Efficient way to find nearest feature between huge postgres tables

Question

I have two tables (g1 and g2), both with around two million features. I need to know for each feature in g1, which is the closest feature from g2, with a condition. Since they are both so huge, I also restricted the distance to 150 meters. I'm using pgadmin, and I'm using this query:

SELECT DISTINCT ON (g1.gid) g1.gid As gref_gid, g2.gid as gnn_gid, g2.code_mun, g1.codigo_mun, g2.text, g2.via INTO igcvia1
FROM u_nomen_dom As g1, u_nomen_via As g2   
WHERE g1.codigo_mun = g2.codigo_mun AND ST_DWithin(g1.geom, g2.geom, 150)    
ORDER BY g1.gid, ST_Distance(g1.geom,g2.geom)

The thing is that it is taking more than 24 hours to finish the query, and I don't know how much longer it's gonna take. I am wondering, is this the most efficient query? Technically, this is measuring all distances and then just show the closest one. Is there a way it can just find the closest one and then stop measuring? It would be great if you guys could help me find a more efficient way of doing this. I also tried QGIS but since these tables are so big, it just shuts down.

make sure you have spatial indexes in place and VACUUM ANALYZE run on both tables, then implement a LATERAL JOIN with the KNN operator like this (possible duplicate?). conditions go into the sub-query. what type are your geometries? — geozelot, Commented Sep 27, 2018 at 9:15
btw., are your geometries projected (since you used meter)? a dead-sure index driven filter would be ... WHERE ST_Expand(g1.geom, 150) && g2.geom ...; this will expand the bbox instead of true radius search and should be faster than ST_DWithin. — geozelot, Commented Sep 27, 2018 at 9:33
I have read about spatial indexes but I'm not sure which fields I should apply the index to. Should I apply a index to all fields that are in WHERE? Or just to the ST_Distance? How so? The geometries are lines in both files, but I will also have to do another one very similar to this one with polygons in the future. Yes, they are projected (4326). I will try the ST_Expand instead of ST_DWithin — A.T., Commented Sep 27, 2018 at 9:36
ha! I see there is plenty of room for improvement...actually, and don´t take this as an offense, there is much to learn as well...I´ll try to come up with a compact answer, but you will need to dive into a lot of things yourself here, e.g. things like projections/CRS and their units and indexes... — geozelot, Commented Sep 27, 2018 at 9:52
Yes, I am indeed new to this world, and I am swimming in new information. I'm reading as fast as possible, but also, deadlines have to be met. Thank you very much for your help, ThingumaBob! — A.T., Commented Sep 27, 2018 at 10:00

geozelot · Accepted Answer · 2018-09-27 11:51:55Z

EXPLAIN ANALYZE:

The EXPLAIN ANALYZE <your_query> command will execute the query and returns the Execution plan (only, no table), as developed and applied by the Query planner, with details about cost (e.g. execution time) and strategy (e.g. usage of indexes).
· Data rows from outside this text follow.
// SPDX-License-Identifier: MPL-2.0
// This Source Code Form is subject to the terms of the Mozilla Public
// License, v. 2.0. If a copy of the MPL was not distributed with this
// file, You can obtain one at https://mozilla.org/MPL/2.0/.

//! Switch command.

use crate::command::{Command, OPCODE_SET_SWITCHES};
use crate::types::Switches;

/// Writes element, pump, holiday and solenoid fields in one operation.
///
/// The device has no per-switch write, so changing one field means
/// resending all four. Build the [`Switches`] from the last reported
/// buffer to leave the other fields as they were.
///
/// # Examples
///
/// ```
/// use ubersolar_lib::command::{Command, SwitchCommand};
/// use ubersolar_lib::types::{SolenoidMode, Switches};
///
/// let cmd = SwitchCommand::new(Switches::new(true, false, false, SolenoidMode::Auto));
/// assert_eq!(cmd.to_bytes(), vec![0x06, 1, 0, 0, 2]);
/// ```
#[derive(Debug, Clone, Copy, PartialEq, Eq)]
pub struct SwitchCommand {
    switches: Switches,
}

impl SwitchCommand {
    /// Creates a switch command.
    #[must_use]
    pub fn new(switches: Switches) -> Self {
        Self {
            switches: switches.to_command(),
        }
    }

    /// Returns the switch buffer that will be written.
    #[must_use]
    pub fn switches(&self) -> &Switches {
        &self.switches
    }
}

impl Command for SwitchCommand {
    fn opcode(&self) -> Option<u8> {
        Some(OPCODE_SET_SWITCHES)
    }

    fn payload(&self) -> Vec<u8> {
        self.switches.fields().to_vec()
    }
}
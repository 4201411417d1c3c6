// SPDX-License-Identifier: MPL-2.0
// This Source Code Form is subject to the terms of the Mozilla Public
// License, v. 2.0. If a copy of the MPL was not distributed with this
// file, You can obtain one at https://mozilla.org/MPL/2.0/.

//! Serialized command dispatch with bounded retries.

use std::sync::Arc;

use tracing::{debug, error, trace};

use super::{Session, Shared};
use crate::command::{Command, encode_hex};
use crate::error::{Result, TransportError};
use crate::state::DeviceStatus;
use crate::transport::Transport;

impl<T: Transport> Session<T> {
    /// Sends a command with the configured retry count.
    ///
    /// See [`Session::send_with_retry`].
    ///
    /// # Errors
    ///
    /// Returns the last transport error once all attempts have failed.
    pub async fn send<C: Command + ?Sized>(&self, command: &C) -> Result<DeviceStatus> {
        self.send_with_retry(command, self.shared.config.retry_count).await
    }

    /// Sends a command, retrying up to `retry_count` times after the first
    /// attempt.
    ///
    /// Commands are serialized: a call waits for any in-flight command to
    /// finish before touching the link. The link is opened if needed. A
    /// command with an empty encoding only ensures the link is up, which is
    /// how a status refresh is requested since the controller streams its
    /// status on its own once notifications are enabled.
    ///
    /// On success the aggregated status known at that point is returned.
    ///
    /// # Errors
    ///
    /// - [`TransportError::NotFound`] is returned immediately, without retry
    /// - any other transport error is returned after the last attempt
    pub async fn send_with_retry<C: Command + ?Sized>(
        &self,
        command: &C,
        retry_count: u32,
    ) -> Result<DeviceStatus> {
        let bytes = command.to_bytes();
        let device = self.shared.device_info();
        debug!(device = %device, command = %encode_hex(&bytes), "Sending command");

        if self.shared.operation_in_progress() {
            debug!(
                device = %device,
                rssi = ?device.rssi(),
                "Operation already in progress, waiting for it to complete"
            );
        }
        let _operation = self.shared.operation_guard.lock().await;

        let mut attempt = 0;
        loop {
            match self.shared.send_locked(&bytes).await {
                Ok(()) => return Ok(self.status()),
                Err(err) if err.is_fatal() => {
                    error!(
                        device = %device,
                        rssi = ?device.rssi(),
                        error = %err,
                        "Device not found, no longer in range, or poor RSSI"
                    );
                    return Err(err.into());
                }
                Err(err) if attempt >= retry_count => {
                    error!(
                        device = %device,
                        rssi = ?device.rssi(),
                        attempts = attempt + 1,
                        error = %err,
                        "Communication failed; stopping"
                    );
                    return Err(err.into());
                }
                Err(err) => {
                    debug!(
                        device = %device,
                        rssi = ?device.rssi(),
                        attempt = attempt + 1,
                        error = %err,
                        "Communication failed, retrying"
                    );
                }
            }
            attempt += 1;
        }
    }
}

impl<T: Transport> Shared<T> {
    /// One attempt of a command, with the operation guard held.
    ///
    /// Any failure after the peripheral was found closes the link, so the
    /// next attempt starts from a fresh connection.
    async fn send_locked(
        self: &Arc<Self>,
        bytes: &[u8],
    ) -> std::result::Result<(), TransportError> {
        let result = self.write_connected(bytes).await;

        if let Err(err) = &result
            && !err.is_fatal()
        {
            if err.requires_backoff() {
                debug!(
                    device = %self.device_info(),
                    backoff = ?self.config.reconnect_backoff,
                    "Backing off before reconnecting"
                );
                tokio::time::sleep(self.config.reconnect_backoff).await;
            }
            debug!(device = %self.device_info(), error = %err, "Disconnecting due to error");
            self.execute_forced_disconnect().await;
        }
        result
    }

    async fn write_connected(
        self: &Arc<Self>,
        bytes: &[u8],
    ) -> std::result::Result<(), TransportError> {
        let link = self.ensure_connected().await?;
        if bytes.is_empty() {
            return Ok(());
        }

        trace!(device = %self.device_info(), data = %encode_hex(bytes), "GATT write");
        self.transport.write(&link.link, &link.write, bytes).await?;
        self.touch();
        Ok(())
    }
}
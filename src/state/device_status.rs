// SPDX-License-Identifier: MPL-2.0
// This Source Code Form is subject to the terms of the Mozilla Public
// License, v. 2.0. If a copy of the MPL was not distributed with this
// file, You can obtain one at https://mozilla.org/MPL/2.0/.

//! Aggregated device status.

use chrono::DateTime;
use serde::Serialize;
use serde_json::{Map, Value};

use crate::command::encode_hex;
use crate::types::{SolenoidMode, Switches};

use super::StatusFragment;

/// Last known status of an `UberSmart` device.
///
/// Every field is optional because each one only becomes known once the
/// frame carrying it has been received. Fragments are merged with
/// [`apply`](Self::apply); a fragment only overwrites its own fields, so a
/// value stays readable until a newer frame of the same tag replaces it.
///
/// # Examples
///
/// ```
/// use ubersolar_lib::state::{DeviceStatus, StatusFragment};
///
/// let mut status = DeviceStatus::new();
/// status.apply(&StatusFragment::Faults { panel: 0, element: 3, pump: 0, solenoid: 0 });
///
/// assert_eq!(status.element_fault_code(), Some(3));
/// assert!(status.water_temperature().is_none());
/// ```
#[derive(Debug, Clone, Default, PartialEq, Serialize)]
pub struct DeviceStatus {
    water_temperature: Option<f32>,
    manifold_temperature: Option<f32>,
    stored_water: Option<f32>,
    element_on: Option<u8>,
    pump_on: Option<u8>,
    holiday_mode: Option<u8>,
    solenoid_mode: Option<u8>,
    solenoid_state: Option<f32>,
    all_switches: Option<Switches>,
    device_time: Option<u64>,
    runtime_hours: Option<f32>,
    light_level: Option<u16>,
    rssi: Option<i16>,
    panel_voltage: Option<f32>,
    chip_temperature: Option<f32>,
    water_level: Option<f32>,
    tank_size: Option<f32>,
    panel_fault_code: Option<u8>,
    element_fault_code: Option<u8>,
    pump_fault_code: Option<u8>,
    solenoid_fault_code: Option<u8>,
}

impl DeviceStatus {
    /// Creates an empty status.
    #[must_use]
    pub fn new() -> Self {
        Self::default()
    }

    /// Returns `true` if no frame has been merged yet.
    #[must_use]
    pub fn is_empty(&self) -> bool {
        *self == Self::default()
    }

    // ========== Tag 1 ==========

    /// Tank water temperature.
    #[must_use]
    pub fn water_temperature(&self) -> Option<f32> {
        self.water_temperature
    }

    /// Collector manifold temperature.
    #[must_use]
    pub fn manifold_temperature(&self) -> Option<f32> {
        self.manifold_temperature
    }

    /// Stored hot water metric.
    #[must_use]
    pub fn stored_water(&self) -> Option<f32> {
        self.stored_water
    }

    // ========== Tag 2 ==========

    /// Heating element state byte.
    #[must_use]
    pub fn element_on(&self) -> Option<u8> {
        self.element_on
    }

    /// Pump state byte.
    #[must_use]
    pub fn pump_on(&self) -> Option<u8> {
        self.pump_on
    }

    /// Holiday mode state byte.
    #[must_use]
    pub fn holiday_mode(&self) -> Option<u8> {
        self.holiday_mode
    }

    /// Raw solenoid mode byte.
    #[must_use]
    pub fn solenoid_mode_raw(&self) -> Option<u8> {
        self.solenoid_mode
    }

    /// Solenoid mode, if known and valid.
    #[must_use]
    pub fn solenoid_mode(&self) -> Option<SolenoidMode> {
        self.solenoid_mode
            .and_then(|raw| SolenoidMode::try_from(raw).ok())
    }

    /// Analog solenoid state.
    #[must_use]
    pub fn solenoid_state(&self) -> Option<f32> {
        self.solenoid_state
    }

    /// The raw `AllSwitches` buffer from the last tag-2 frame.
    #[must_use]
    pub fn all_switches(&self) -> Option<Switches> {
        self.all_switches
    }

    // ========== Tag 3 ==========

    /// Device clock as a Unix timestamp.
    #[must_use]
    pub fn device_time(&self) -> Option<u64> {
        self.device_time
    }

    /// Accumulated runtime in hours.
    #[must_use]
    pub fn runtime_hours(&self) -> Option<f32> {
        self.runtime_hours
    }

    /// Ambient light level.
    #[must_use]
    pub fn light_level(&self) -> Option<u16> {
        self.light_level
    }

    // ========== Tag 4 ==========

    /// Signal strength reported by the device.
    #[must_use]
    pub fn rssi(&self) -> Option<i16> {
        self.rssi
    }

    /// Solar panel voltage.
    #[must_use]
    pub fn panel_voltage(&self) -> Option<f32> {
        self.panel_voltage
    }

    /// Controller chip temperature.
    #[must_use]
    pub fn chip_temperature(&self) -> Option<f32> {
        self.chip_temperature
    }

    /// Water level.
    #[must_use]
    pub fn water_level(&self) -> Option<f32> {
        self.water_level
    }

    /// Configured tank size.
    #[must_use]
    pub fn tank_size(&self) -> Option<f32> {
        self.tank_size
    }

    // ========== Tag 5 ==========

    /// Panel fault code.
    #[must_use]
    pub fn panel_fault_code(&self) -> Option<u8> {
        self.panel_fault_code
    }

    /// Element fault code.
    #[must_use]
    pub fn element_fault_code(&self) -> Option<u8> {
        self.element_fault_code
    }

    /// Pump fault code.
    #[must_use]
    pub fn pump_fault_code(&self) -> Option<u8> {
        self.pump_fault_code
    }

    /// Solenoid fault code.
    #[must_use]
    pub fn solenoid_fault_code(&self) -> Option<u8> {
        self.solenoid_fault_code
    }

    // ========== Merging ==========

    /// Merges a fragment and returns whether any field changed.
    ///
    /// Fields not carried by the fragment are left untouched.
    pub fn apply(&mut self, fragment: &StatusFragment) -> bool {
        let mut changed = false;

        macro_rules! update_field {
            ($field:ident, $value:expr) => {
                if self.$field != Some($value) {
                    self.$field = Some($value);
                    changed = true;
                }
            };
        }

        match fragment {
            StatusFragment::Temperatures {
                water_temperature,
                manifold_temperature,
                stored_water,
            } => {
                update_field!(water_temperature, *water_temperature);
                update_field!(manifold_temperature, *manifold_temperature);
                update_field!(stored_water, *stored_water);
            }
            StatusFragment::Switches {
                element_on,
                pump_on,
                holiday_mode,
                solenoid_mode,
                solenoid_state,
                all_switches,
            } => {
                update_field!(element_on, *element_on);
                update_field!(pump_on, *pump_on);
                update_field!(holiday_mode, *holiday_mode);
                update_field!(solenoid_mode, *solenoid_mode);
                update_field!(solenoid_state, *solenoid_state);
                update_field!(all_switches, *all_switches);
            }
            StatusFragment::Runtime {
                device_time,
                runtime_hours,
                light_level,
            } => {
                update_field!(device_time, *device_time);
                update_field!(runtime_hours, *runtime_hours);
                update_field!(light_level, *light_level);
            }
            StatusFragment::Diagnostics {
                rssi,
                panel_voltage,
                chip_temperature,
                water_level,
                tank_size,
            } => {
                update_field!(rssi, *rssi);
                update_field!(panel_voltage, *panel_voltage);
                update_field!(chip_temperature, *chip_temperature);
                update_field!(water_level, *water_level);
                update_field!(tank_size, *tank_size);
            }
            StatusFragment::Faults {
                panel,
                element,
                pump,
                solenoid,
            } => {
                update_field!(panel_fault_code, *panel);
                update_field!(element_fault_code, *element);
                update_field!(pump_fault_code, *pump);
                update_field!(solenoid_fault_code, *solenoid);
            }
            StatusFragment::Unknown(_) => {}
        }

        changed
    }

    /// Records a switch buffer that was written to the device.
    ///
    /// The four switch fields and `AllSwitches` take the written values;
    /// the marker byte of a previously reported buffer is kept.
    pub fn record_switches(&mut self, switches: Switches) {
        let marker = self.all_switches.map_or(2, |s| s.as_bytes()[0]);
        let [element, pump, holiday, solenoid] = switches.fields();
        self.element_on = Some(element);
        self.pump_on = Some(pump);
        self.holiday_mode = Some(holiday);
        self.solenoid_mode = Some(solenoid);
        self.all_switches = Some(Switches::from_bytes([marker, element, pump, holiday, solenoid]));
    }

    /// Clears all fields.
    pub fn clear(&mut self) {
        *self = Self::new();
    }

    // ========== Export ==========

    /// Exports the known fields under the controller's own field names.
    ///
    /// Floats are rounded to two decimals, `AllSwitches` is rendered as hex
    /// and `lluTime` as `%Y-%m-%d %H:%M:%S` in UTC. Unknown fields are
    /// omitted.
    ///
    /// # Examples
    ///
    /// ```
    /// use ubersolar_lib::state::{DeviceStatus, StatusFragment};
    ///
    /// let mut status = DeviceStatus::new();
    /// status.apply(&StatusFragment::Temperatures {
    ///     water_temperature: 55.123,
    ///     manifold_temperature: 80.0,
    ///     stored_water: 1.5,
    /// });
    ///
    /// let map = status.to_map();
    /// assert_eq!(map["fWaterTemperature"], 55.12);
    /// assert!(map.get("bElementOn").is_none());
    /// ```
    #[must_use]
    pub fn to_map(&self) -> Map<String, Value> {
        let mut map = Map::new();

        let mut put_float = |key: &str, value: Option<f32>| {
            if let Some(v) = value {
                map.insert(key.to_string(), Value::from(round2(v)));
            }
        };
        put_float("fWaterTemperature", self.water_temperature);
        put_float("fManifoldTemperature", self.manifold_temperature);
        put_float("fStoredWater", self.stored_water);
        put_float("fSolenoidState", self.solenoid_state);
        put_float("fHours", self.runtime_hours);
        put_float("fPanelVoltage", self.panel_voltage);
        put_float("fChipTemp", self.chip_temperature);
        put_float("fWaterLevel", self.water_level);
        put_float("fTankSize", self.tank_size);

        let mut put_int = |key: &str, value: Option<i64>| {
            if let Some(v) = value {
                map.insert(key.to_string(), Value::from(v));
            }
        };
        put_int("bElementOn", self.element_on.map(i64::from));
        put_int("bPumpOn", self.pump_on.map(i64::from));
        put_int("bHolidayMode", self.holiday_mode.map(i64::from));
        put_int("eSolenoidMode", self.solenoid_mode.map(i64::from));
        put_int("wLux", self.light_level.map(i64::from));
        put_int("wRSSI", self.rssi.map(i64::from));
        put_int("bPanelFaultCode", self.panel_fault_code.map(i64::from));
        put_int("bElementFaultCode", self.element_fault_code.map(i64::from));
        // Key spelling matches what existing consumers read.
        put_int("bPumpFultCode", self.pump_fault_code.map(i64::from));
        put_int("bSolenoidFaultCode", self.solenoid_fault_code.map(i64::from));

        if let Some(switches) = self.all_switches {
            map.insert(
                "AllSwitches".to_string(),
                Value::from(encode_hex(switches.as_bytes())),
            );
        }
        if let Some(time) = self
            .device_time
            .and_then(|t| i64::try_from(t).ok())
            .and_then(|t| DateTime::from_timestamp(t, 0))
        {
            map.insert(
                "lluTime".to_string(),
                Value::from(time.format("%Y-%m-%d %H:%M:%S").to_string()),
            );
        }

        map
    }
}

fn round2(value: f32) -> f64 {
    (f64::from(value) * 100.0).round() / 100.0
}
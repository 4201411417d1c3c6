// SPDX-License-Identifier: MPL-2.0
// This Source Code Form is subject to the terms of the Mozilla Public
// License, v. 2.0. If a copy of the MPL was not distributed with this
// file, You can obtain one at https://mozilla.org/MPL/2.0/.

//! Callback management for device subscriptions.
//!
//! This module provides the core types for managing subscription callbacks:
//!
//! - [`SubscriptionId`] - Unique identifier for unsubscribing
//! - [`CallbackRegistry`] - Registry for storing and dispatching callbacks

use std::collections::HashMap;
use std::sync::Arc;
use std::sync::atomic::{AtomicU64, Ordering};

use parking_lot::RwLock;

use crate::state::StatusFragment;
use crate::types::Switches;

/// Unique identifier for a subscription.
///
/// Returned when registering a callback and used to unsubscribe later.
/// IDs are unique within a registry's lifetime.
#[derive(Debug, Clone, Copy, PartialEq, Eq, Hash)]
pub struct SubscriptionId(u64);

impl SubscriptionId {
    #[must_use]
    pub(crate) fn new(id: u64) -> Self {
        Self(id)
    }

    /// Returns the raw ID value.
    #[must_use]
    pub fn value(&self) -> u64 {
        self.0
    }
}

impl std::fmt::Display for SubscriptionId {
    fn fmt(&self, f: &mut std::fmt::Formatter<'_>) -> std::fmt::Result {
        write!(f, "Sub({})", self.0)
    }
}

type StatusCallback = Arc<dyn Fn(&str, &StatusFragment) + Send + Sync>;

type SwitchesCallback = Arc<dyn Fn(Switches) + Send + Sync>;

type UpdatedCallback = Arc<dyn Fn() + Send + Sync>;

/// Receives `true` when the disconnect was requested by the library.
type DisconnectedCallback = Arc<dyn Fn(bool) + Send + Sync>;

/// Registry for device subscription callbacks.
///
/// Notifications arrive on the BLE stack's task, so callbacks are invoked
/// synchronously from there and must not block.
///
/// # Thread Safety
///
/// The registry is fully thread-safe. Callbacks are wrapped in `Arc` so the
/// maps can be read concurrently while dispatching.
pub struct CallbackRegistry {
    next_id: AtomicU64,
    status_callbacks: RwLock<HashMap<SubscriptionId, StatusCallback>>,
    switches_callbacks: RwLock<HashMap<SubscriptionId, SwitchesCallback>>,
    updated_callbacks: RwLock<HashMap<SubscriptionId, UpdatedCallback>>,
    disconnected_callbacks: RwLock<HashMap<SubscriptionId, DisconnectedCallback>>,
}

impl CallbackRegistry {
    /// Creates a new empty callback registry.
    #[must_use]
    pub fn new() -> Self {
        Self {
            next_id: AtomicU64::new(1),
            status_callbacks: RwLock::new(HashMap::new()),
            switches_callbacks: RwLock::new(HashMap::new()),
            updated_callbacks: RwLock::new(HashMap::new()),
            disconnected_callbacks: RwLock::new(HashMap::new()),
        }
    }

    fn next_id(&self) -> SubscriptionId {
        SubscriptionId::new(self.next_id.fetch_add(1, Ordering::Relaxed))
    }

    // =========================================================================
    // Registration methods
    // =========================================================================

    /// Registers a callback for every decoded status fragment.
    ///
    /// The callback receives the device address and the fragment.
    pub fn on_status_changed<F>(&self, callback: F) -> SubscriptionId
    where
        F: Fn(&str, &StatusFragment) + Send + Sync + 'static,
    {
        let id = self.next_id();
        self.status_callbacks.write().insert(id, Arc::new(callback));
        id
    }

    /// Registers a callback for switch frames.
    pub fn on_switches_changed<F>(&self, callback: F) -> SubscriptionId
    where
        F: Fn(Switches) + Send + Sync + 'static,
    {
        let id = self.next_id();
        self.switches_callbacks.write().insert(id, Arc::new(callback));
        id
    }

    /// Registers a callback fired after each full status refresh.
    pub fn on_updated<F>(&self, callback: F) -> SubscriptionId
    where
        F: Fn() + Send + Sync + 'static,
    {
        let id = self.next_id();
        self.updated_callbacks.write().insert(id, Arc::new(callback));
        id
    }

    /// Registers a callback for link loss.
    ///
    /// The flag is `true` for disconnects the library initiated itself.
    pub fn on_disconnected<F>(&self, callback: F) -> SubscriptionId
    where
        F: Fn(bool) + Send + Sync + 'static,
    {
        let id = self.next_id();
        self.disconnected_callbacks
            .write()
            .insert(id, Arc::new(callback));
        id
    }

    // =========================================================================
    // Unsubscription
    // =========================================================================

    /// Unregisters a callback by its subscription ID.
    ///
    /// Returns `true` if a callback was found and removed.
    pub fn unsubscribe(&self, id: SubscriptionId) -> bool {
        self.status_callbacks.write().remove(&id).is_some()
            || self.switches_callbacks.write().remove(&id).is_some()
            || self.updated_callbacks.write().remove(&id).is_some()
            || self.disconnected_callbacks.write().remove(&id).is_some()
    }

    /// Clears all callbacks.
    pub fn clear(&self) {
        self.status_callbacks.write().clear();
        self.switches_callbacks.write().clear();
        self.updated_callbacks.write().clear();
        self.disconnected_callbacks.write().clear();
    }

    // =========================================================================
    // Dispatch methods
    // =========================================================================

    /// Dispatches a decoded fragment to the relevant callbacks.
    pub fn dispatch_status(&self, address: &str, fragment: &StatusFragment) {
        for callback in self.status_callbacks.read().values() {
            callback(address, fragment);
        }

        if let StatusFragment::Switches { all_switches, .. } = fragment {
            for callback in self.switches_callbacks.read().values() {
                callback(*all_switches);
            }
        }
    }

    /// Dispatches the updated event.
    pub fn dispatch_updated(&self) {
        for callback in self.updated_callbacks.read().values() {
            callback();
        }
    }

    /// Dispatches the disconnected event.
    pub fn dispatch_disconnected(&self, expected: bool) {
        for callback in self.disconnected_callbacks.read().values() {
            callback(expected);
        }
    }

    // =========================================================================
    // Statistics
    // =========================================================================

    /// Returns the total number of registered callbacks.
    #[must_use]
    pub fn callback_count(&self) -> usize {
        self.status_callbacks.read().len()
            + self.switches_callbacks.read().len()
            + self.updated_callbacks.read().len()
            + self.disconnected_callbacks.read().len()
    }

    /// Returns `true` if there are no registered callbacks.
    #[must_use]
    pub fn is_empty(&self) -> bool {
        self.callback_count() == 0
    }
}

impl Default for CallbackRegistry {
    fn default() -> Self {
        Self::new()
    }
}

impl std::fmt::Debug for CallbackRegistry {
    fn fmt(&self, f: &mut std::fmt::Formatter<'_>) -> std::fmt::Result {
        f.debug_struct("CallbackRegistry")
            .field("callback_count", &self.callback_count())
            .finish()
    }
}

#[cfg(test)]
mod tests {
    use super::*;
    use std::sync::atomic::AtomicU32;

    fn switches_fragment() -> StatusFragment {
        StatusFragment::Switches {
            element_on: 1,
            pump_on: 0,
            holiday_mode: 0,
            solenoid_mode: 2,
            solenoid_state: 0.0,
            all_switches: Switches::from_bytes([2, 1, 0, 0, 2]),
        }
    }

    #[test]
    fn subscription_id_display() {
        let id = SubscriptionId::new(42);
        assert_eq!(id.to_string(), "Sub(42)");
    }

    #[test]
    fn registry_new_is_empty() {
        let registry = CallbackRegistry::new();
        assert!(registry.is_empty());
        assert_eq!(registry.callback_count(), 0);
    }

    #[test]
    fn status_callback_receives_address_and_fragment() {
        let registry = CallbackRegistry::new();
        let seen = Arc::new(RwLock::new(Vec::<(String, u8)>::new()));
        let seen_clone = seen.clone();

        registry.on_status_changed(move |address, fragment| {
            seen_clone
                .write()
                .push((address.to_string(), fragment.tag()));
        });

        registry.dispatch_status("AA:BB", &StatusFragment::Unknown(9));
        registry.dispatch_status("AA:BB", &switches_fragment());

        assert_eq!(
            *seen.read(),
            vec![("AA:BB".to_string(), 9), ("AA:BB".to_string(), 2)]
        );
    }

    #[test]
    fn switches_callback_only_fires_for_switch_frames() {
        let registry = CallbackRegistry::new();
        let received = Arc::new(RwLock::new(None::<Switches>));
        let received_clone = received.clone();

        registry.on_switches_changed(move |switches| {
            *received_clone.write() = Some(switches);
        });

        registry.dispatch_status("AA:BB", &StatusFragment::Unknown(7));
        assert!(received.read().is_none());

        registry.dispatch_status("AA:BB", &switches_fragment());
        assert_eq!(
            *received.read(),
            Some(Switches::from_bytes([2, 1, 0, 0, 2]))
        );
    }

    #[test]
    fn unsubscribe_stops_dispatch() {
        let registry = CallbackRegistry::new();
        let counter = Arc::new(AtomicU32::new(0));
        let counter_clone = counter.clone();

        let id = registry.on_updated(move || {
            counter_clone.fetch_add(1, Ordering::SeqCst);
        });

        registry.dispatch_updated();
        assert_eq!(counter.load(Ordering::SeqCst), 1);

        assert!(registry.unsubscribe(id));
        assert!(registry.is_empty());

        registry.dispatch_updated();
        assert_eq!(counter.load(Ordering::SeqCst), 1);
    }

    #[test]
    fn unsubscribe_nonexistent() {
        let registry = CallbackRegistry::new();
        assert!(!registry.unsubscribe(SubscriptionId::new(999)));
    }

    #[test]
    fn disconnected_callback_receives_flag() {
        let registry = CallbackRegistry::new();
        let flags = Arc::new(RwLock::new(Vec::new()));
        let flags_clone = flags.clone();

        registry.on_disconnected(move |expected| flags_clone.write().push(expected));

        registry.dispatch_disconnected(false);
        registry.dispatch_disconnected(true);

        assert_eq!(*flags.read(), vec![false, true]);
    }

    #[test]
    fn clear_removes_everything() {
        let registry = CallbackRegistry::new();
        registry.on_updated(|| {});
        registry.on_disconnected(|_| {});
        registry.on_status_changed(|_, _| {});
        assert_eq!(registry.callback_count(), 3);

        registry.clear();
        assert!(registry.is_empty());
    }
}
To allow the Query planner to work with updated table statistics, run VACUUM ANALYZE [<table>] (<table> is optional, when omitted is run on the whole database) after each table operation (INSERT, DELETE, UPDATE), and, if unsure, before you run possibly expensive queries.

The Execution plan is the main pool of information about how your queries perform and it is a good idea to include the result here in your questions for all inquiries concerning query performance.

KNN:

The (K) Nearest Neighbor in PostGIS search is best applied via the KNN operator <-> as the ORDER BY parameter, and wrapped into a LATERAL JOIN; in your case:

SELECT g1.gid AS gref_gid,
       g2.gid AS gnn_gid,
       g2.code_mun,
       g1.codigo_mun,
       g2.text,
       g2.via AS igcvia1
FROM u_nomen_dom As g1
JOIN LATERAL (
  SELECT gid,
         code_mun,
         text,
         via
  FROM u_nomen_via AS g
  WHERE g1.codigo_mun = g.codigo_mun    
  ORDER BY g1.geom <-> g.geom
  LIMIT 1
) AS g2
ON true;

Indexes:

This is mainly efficient due to the spatial index in place on your tables geom column, as the <-> operator will include an index search (if used in ORDER BY); create a spatial index on both tables with:

CREATE INDEX u_nomen_dom_geom_idx
  ON u_nomen_dom
  USING gist (geom);

CREATE INDEX u_nomen_via_geom_idx
  ON u_nomen_via
  USING gist (geom);

In general (but not necessary), a column used in a JOIN, in a filter (WHERE) and in ORDER BY may benefit from an index...unused indexes, however, will rather decrease overall performance, and indexes do take considerable space on disk. A primary key column should always have an index.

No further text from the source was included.